▶ Work instructions
Copy out, from the data below, each line in which the word "HandlerRegistry" occurs.

[Collected data entries]
--- START ---

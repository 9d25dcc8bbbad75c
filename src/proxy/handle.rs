// src/proxy/handle.rs
//! Live proxy instances
//!
//! A `ProxyHandle` is the identity-bearing runtime object returned to the
//! caller. Handles are cheap clones of a shared instance; identity is the
//! shared allocation, so reference equality is what associates a proxy with
//! its handler in the registry.
//!
//! Invocation walks the dispatch tables: native entries run directly,
//! trampolines consult the handler registry by receiver identity and fall
//! back to the displaced or inherited body on a miss. Interface proxies are
//! handler-backed by construction and carry their handler inline.

use crate::model::registry::MethodBody;
use crate::model::{TypeId, TypeRegistry};
use crate::proxy::handler::{InterceptionHandler, MethodCall};
use crate::proxy::registry::HandlerRegistry;
use crate::utils::errors::{ProxyError, Result};
use anyhow::anyhow;
use parking_lot::Mutex;
use serde_json::Value;
use std::collections::HashMap;
use std::fmt;
use std::sync::Arc;
use tracing::trace;

/// Reference identity of a live proxy, used as the registry key.
#[derive(Debug, Clone, Copy, PartialEq, Eq, Hash)]
pub struct ProxyIdentity(usize);

pub(crate) struct ProxyInstance {
    /// Produced type (generated subtype, interface, or the original type).
    ty: TypeId,

    /// Extra capabilities carried directly on the instance (interface path).
    capabilities: Vec<TypeId>,

    types: Arc<TypeRegistry>,
    handlers: Arc<HandlerRegistry>,

    /// Interface proxies embed their handler; class proxies go through the
    /// handler registry.
    direct_handler: Option<Arc<dyn InterceptionHandler>>,

    /// Mutable field state, shared with native method bodies.
    fields: Mutex<HashMap<String, Value>>,
}

/// Identity-bearing runtime object standing in for the requested type.
#[derive(Clone)]
pub struct ProxyHandle {
    inner: Arc<ProxyInstance>,
}

impl ProxyHandle {
    pub(crate) fn new(
        types: Arc<TypeRegistry>,
        handlers: Arc<HandlerRegistry>,
        ty: TypeId,
        capabilities: Vec<TypeId>,
        fields: HashMap<String, Value>,
        direct_handler: Option<Arc<dyn InterceptionHandler>>,
    ) -> Self {
        Self {
            inner: Arc::new(ProxyInstance {
                ty,
                capabilities,
                types,
                handlers,
                direct_handler,
                fields: Mutex::new(fields),
            }),
        }
    }

    pub(crate) fn instance(&self) -> &Arc<ProxyInstance> {
        &self.inner
    }

    /// Registry key for this proxy.
    pub fn identity(&self) -> ProxyIdentity {
        ProxyIdentity(Arc::as_ptr(&self.inner) as usize)
    }

    /// Whether two handles refer to the same instance.
    pub fn ptr_eq(&self, other: &ProxyHandle) -> bool {
        Arc::ptr_eq(&self.inner, &other.inner)
    }

    /// The produced type of this instance.
    pub fn type_id(&self) -> TypeId {
        self.inner.ty
    }

    /// Name of the produced type.
    pub fn type_name(&self) -> String {
        self.inner
            .types
            .get(self.inner.ty)
            .map(|d| d.name.clone())
            .unwrap_or_else(|_| "<unknown>".to_string())
    }

    /// Whether this instance type-checks as the given type, through its
    /// full ancestor/contract closure and its extra capabilities.
    pub fn is_instance_of(&self, ty: TypeId) -> bool {
        self.inner.types.assignable(self.inner.ty, ty)
            || self
                .inner
                .capabilities
                .iter()
                .any(|&cap| self.inner.types.assignable(cap, ty))
    }

    /// Read a field of the instance state.
    pub fn get_field(&self, name: &str) -> Option<Value> {
        self.inner.fields.lock().get(name).cloned()
    }

    /// Write a field of the instance state.
    pub fn set_field(&self, name: impl Into<String>, value: Value) {
        self.inner.fields.lock().insert(name.into(), value);
    }

    /// Invoke a method on this instance.
    ///
    /// The method is resolved over the ancestor/contract closure (and the
    /// extra capabilities), the arity is checked, then the call is dispatched:
    /// handler first where an interception trampoline is installed, original
    /// behavior otherwise.
    pub fn invoke(&self, method: &str, args: &[Value]) -> Result<Value> {
        let descriptor = self
            .resolve_method(method)
            .ok_or_else(|| ProxyError::Invocation {
                method: method.to_string(),
                source: anyhow!("no method '{}' on type '{}'", method, self.type_name()),
            })?;
        if args.len() != descriptor.arity {
            return Err(ProxyError::Invocation {
                method: method.to_string(),
                source: anyhow!(
                    "arity mismatch: '{}' takes {} argument(s), got {}",
                    method,
                    descriptor.arity,
                    args.len()
                ),
            });
        }

        trace!(method, ty = %self.type_name(), "invoke");

        // Interface proxies have no original behavior to fall back to.
        if let Some(handler) = &self.inner.direct_handler {
            return self.run_handler(Arc::clone(handler), method, args);
        }

        match self.inner.types.resolve_entry(self.inner.ty, method) {
            Some(MethodBody::Native(body)) => {
                body(self, args).map_err(|source| ProxyError::Invocation {
                    method: method.to_string(),
                    source,
                })
            }
            Some(MethodBody::Trampoline { fallback }) => {
                if let Some(handler) = self.inner.handlers.lookup(self) {
                    self.run_handler(handler, method, args)
                } else if let Some(body) = fallback {
                    // Handler removed or never registered for this receiver:
                    // the call falls through to original behavior.
                    body(self, args).map_err(|source| ProxyError::Invocation {
                        method: method.to_string(),
                        source,
                    })
                } else {
                    Err(ProxyError::Invocation {
                        method: method.to_string(),
                        source: anyhow!(
                            "'{}' has no handler registered and no original behavior",
                            method
                        ),
                    })
                }
            }
            None => Err(ProxyError::Invocation {
                method: method.to_string(),
                source: anyhow!("method '{}' is abstract on '{}'", method, self.type_name()),
            }),
        }
    }

    fn run_handler(
        &self,
        handler: Arc<dyn InterceptionHandler>,
        method: &str,
        args: &[Value],
    ) -> Result<Value> {
        let call = MethodCall {
            target: self.clone(),
            type_name: self.type_name(),
            method: method.to_string(),
            args: args.to_vec(),
        };
        handler.handle(call).map_err(|source| ProxyError::Invocation {
            method: method.to_string(),
            source,
        })
    }

    fn resolve_method(&self, method: &str) -> Option<crate::model::MethodDescriptor> {
        if let Some(found) = self.inner.types.resolve_method(self.inner.ty, method) {
            return Some(found);
        }
        self.inner
            .capabilities
            .iter()
            .find_map(|&cap| self.inner.types.resolve_method(cap, method))
    }
}

impl fmt::Debug for ProxyHandle {
    fn fmt(&self, f: &mut fmt::Formatter<'_>) -> fmt::Result {
        f.debug_struct("ProxyHandle")
            .field("type", &self.type_name())
            .field("identity", &self.identity())
            .finish()
    }
}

--- END ---

▶ Response to the exercise
use crate::proxy::registry::HandlerRegistry;
    handlers: Arc<HandlerRegistry>,
        handlers: Arc<HandlerRegistry>,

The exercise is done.